(Exercise directions):
Repeat the whole of the data, keeping every detail the same.
Data in this exercise Start Marker
use movebot_core::types::Language;

/// Global intents recognized before step-specific validation.
#[derive(Debug, Clone, Copy, PartialEq, Eq)]
pub enum Intent {
    Reset,
    DonePhotos,
    Yes,
    No,
}

impl Intent {
    /// Canonical button payload for this intent.
    pub fn payload(&self) -> &'static str {
        match self {
            Intent::Reset => "reset",
            Intent::DonePhotos => "done_photos",
            Intent::Yes => "yes",
            Intent::No => "no",
        }
    }
}

/// Match a button payload against the intent payloads.
pub fn from_payload(payload: &str) -> Option<Intent> {
    match payload {
        "reset" => Some(Intent::Reset),
        "done_photos" => Some(Intent::DonePhotos),
        "yes" => Some(Intent::Yes),
        "no" => Some(Intent::No),
        _ => None,
    }
}

/// Normalize free text against the per-language intent table.
///
/// Matching is whole-message (trimmed, lowercased) so words inside a longer
/// sentence never hijack the step validator.
pub fn from_text(language: Language, text: &str) -> Option<Intent> {
    let normalized = text.trim().trim_end_matches(['.', '!']).to_lowercase();
    let table: &[(&str, Intent)] = match language {
        Language::Ru => &[
            ("сброс", Intent::Reset),
            ("заново", Intent::Reset),
            ("начать заново", Intent::Reset),
            ("готово", Intent::DonePhotos),
            ("хватит", Intent::DonePhotos),
            ("да", Intent::Yes),
            ("нет", Intent::No),
        ],
        Language::He => &[
            ("איפוס", Intent::Reset),
            ("מחדש", Intent::Reset),
            ("סיימתי", Intent::DonePhotos),
            ("סיום", Intent::DonePhotos),
            ("כן", Intent::Yes),
            ("לא", Intent::No),
        ],
        Language::En => &[
            ("reset", Intent::Reset),
            ("start over", Intent::Reset),
            ("done", Intent::DonePhotos),
            ("finished", Intent::DonePhotos),
            ("yes", Intent::Yes),
            ("no", Intent::No),
        ],
    };

    // "/reset" works in every language.
    if normalized == "/reset" || normalized == "reset" {
        return Some(Intent::Reset);
    }
    table
        .iter()
        .find(|(word, _)| *word == normalized)
        .map(|(_, intent)| *intent)
}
Data in this exercise End Marker
(Answer section):
use movebot_core::types::Language;

/// Global intents recognized before step-specific validation.
#[derive(Debug, Clone, Copy, PartialEq, Eq)]
pub enum Intent {
    Reset,
    DonePhotos,
    Yes,
    No,
}

impl Intent {
    /// Canonical button payload for this intent.
    pub fn payload(&self) -> &'static str {
        match self {
            Intent::Reset => "reset",
            Intent::DonePhotos => "done_photos",
            Intent::Yes => "yes",
            Intent::No => "no",
        }
    }
}

/// Match a button payload against the intent payloads.
pub fn from_payload(payload: &str) -> Option<Intent> {
    match payload {
        "reset" => Some(Intent::Reset),
        "done_photos" => Some(Intent::DonePhotos),
        "yes" => Some(Intent::Yes),
        "no" => Some(Intent::No),
        _ => None,
    }
}

/// Normalize free text against the per-language intent table.
///
/// Matching is whole-message (trimmed, lowercased) so words inside a longer
/// sentence never hijack the step validator.
pub fn from_text(language: Language, text: &str) -> Option<Intent> {
    let normalized = text.trim().trim_end_matches(['.', '!']).to_lowercase();
    let table: &[(&str, Intent)] = match language {
        Language::Ru => &[
            ("сброс", Intent::Reset),
            ("заново", Intent::Reset),
            ("начать заново", Intent::Reset),
            ("готово", Intent::DonePhotos),
            ("хватит", Intent::DonePhotos),
            ("да", Intent::Yes),
            ("нет", Intent::No),
        ],
        Language::He => &[
            ("איפוס", Intent::Reset),
            ("מחדש", Intent::Reset),
            ("סיימתי", Intent::DonePhotos),
            ("סיום", Intent::DonePhotos),
            ("כן", Intent::Yes),
            ("לא", Intent::No),
        ],
        Language::En => &[
            ("reset", Intent::Reset),
            ("start over", Intent::Reset),
            ("done", Intent::DonePhotos),
            ("finished", Intent::DonePhotos),
            ("yes", Intent::Yes),
            ("no", Intent::No),
        ],
    };

    // "/reset" works in every language.
    if normalized == "/reset" || normalized == "reset" {
        return Some(Intent::Reset);
    }
    table
        .iter()
        .find(|(word, _)| *word == normalized)
        .map(|(_, intent)| *intent)
}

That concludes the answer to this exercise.